Though the in the box section mentions the battery as a separate item, the users manual (and comments by forum participants) indicates that it is embedded, i.e. not removable. [Confirmed when disassembling.]

Warranty summary (4 languages: English, French, Spanish, Portuguese):

How to obtain drivers and manuals; also BIOS updates: In the headline (says acer) in the upper right corner is a menu icon, 3 horizontal lines. Click it. In the menu that appears, expand the Support section. Go to Drivers and Manuals. Use one of the search options; I succeeded with the product and model: Aspire E5-573G. Expand the relevant category; in this case, Documents. Click on the target document's download link. You will get a zip file; unzip it and view the payload.

The Acer Aspire E5-573G on Amazon

The Amazon.com product page is titled: Acer Aspire E5-573G 15.6-Inch Gaming Laptop (Intel Core i5 5200U, 8GB, 1TB, NVIDIA GeForce 940M 2GB, Windows 10 Home). Sold by and ships from Amazon, a plus from my point of view. Current price is $500. Oops, overnight it's not sold by Amazon and the price is $558. Watch the vendor carefully. Possible upgrades:

I'm evaluating the i5-5200U, 15.6in screen, charcoal. Additional features:

Amazon reviewer comments: Most of them love their machines. A minority have dead on arrival, or obvious software setup screwups that they should have been able to resolve themselves. There are several complaints that the touchpad is too twitchy; this means that you need to get into the Windows properties page, or equivalent Linux /etc/X11/xorg.conf.d file, and adjust it for a less aggressive basic speed and acceleration.

More About the Acer Aspire E5-573G

What do other reviewers think about the Acer Aspire E5-573G? I don't find actual (reputable) reviews of the machine, beyond the one in PC Magazine, but there are useful forum posts about problems running Linux and how to deal with them.

Can't Install Linux

OP Valbogov (2015-09-xx). With BIOS 1.25 he could not install any Linux distro using either UEFI or Legacy. Downgrading to 1.15 allowed installation.

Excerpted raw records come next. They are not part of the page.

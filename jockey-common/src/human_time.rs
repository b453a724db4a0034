//! Track duration display formatting.
//!
//! Queue listings and now-playing embeds show durations as "M:SS",
//! switching to "H:MM:SS" at one hour.

/// Format a duration in whole seconds for track display.
///
/// # Examples
///
/// ```
/// use jockey_common::human_time::format_track_duration;
///
/// assert_eq!(format_track_duration(45), "0:45");
/// assert_eq!(format_track_duration(225), "3:45");
/// assert_eq!(format_track_duration(3661), "1:01:01");
/// ```
pub fn format_track_duration(seconds: u64) -> String {
    let hours = seconds / 3600;
    let minutes = (seconds % 3600) / 60;
    let secs = seconds % 60;

    if hours > 0 {
        format!("{}:{:02}:{:02}", hours, minutes, secs)
    } else {
        format!("{}:{:02}", minutes, secs)
    }
}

Rombr (2016-01-xx) asks if BIOS 1.31 is an improvement. Flavio is using 1.31 and successfully installed Ubuntu and Elementary.

Oreshkov (2015-09-xx) reports the error message: ACPI unable to load System Description Tables. The flasher refuses to downgrade.

Slowfoobar (2015-09-xx) gives these instructions to downgrade:

Slowfoobar (2015-09-xx) replies to a query, everything seems to work except wi-fi. He thinks the card is Qualcomm Atheros QCA9377 (pci id 168c:0042), which then was not supported by the ath10k driver but is expected eventually. Jimc confirms, kernel 4.1.15's ath10k_pci.ko is not aliased to 168c:0042. Do modinfo ath10k_pci (or the filename) and look for the aliases. In another thread, ath10k_pci from kernel 4.2.3 did not have support. Jimc snooped in kernel 4.4.0 and it does have the alias.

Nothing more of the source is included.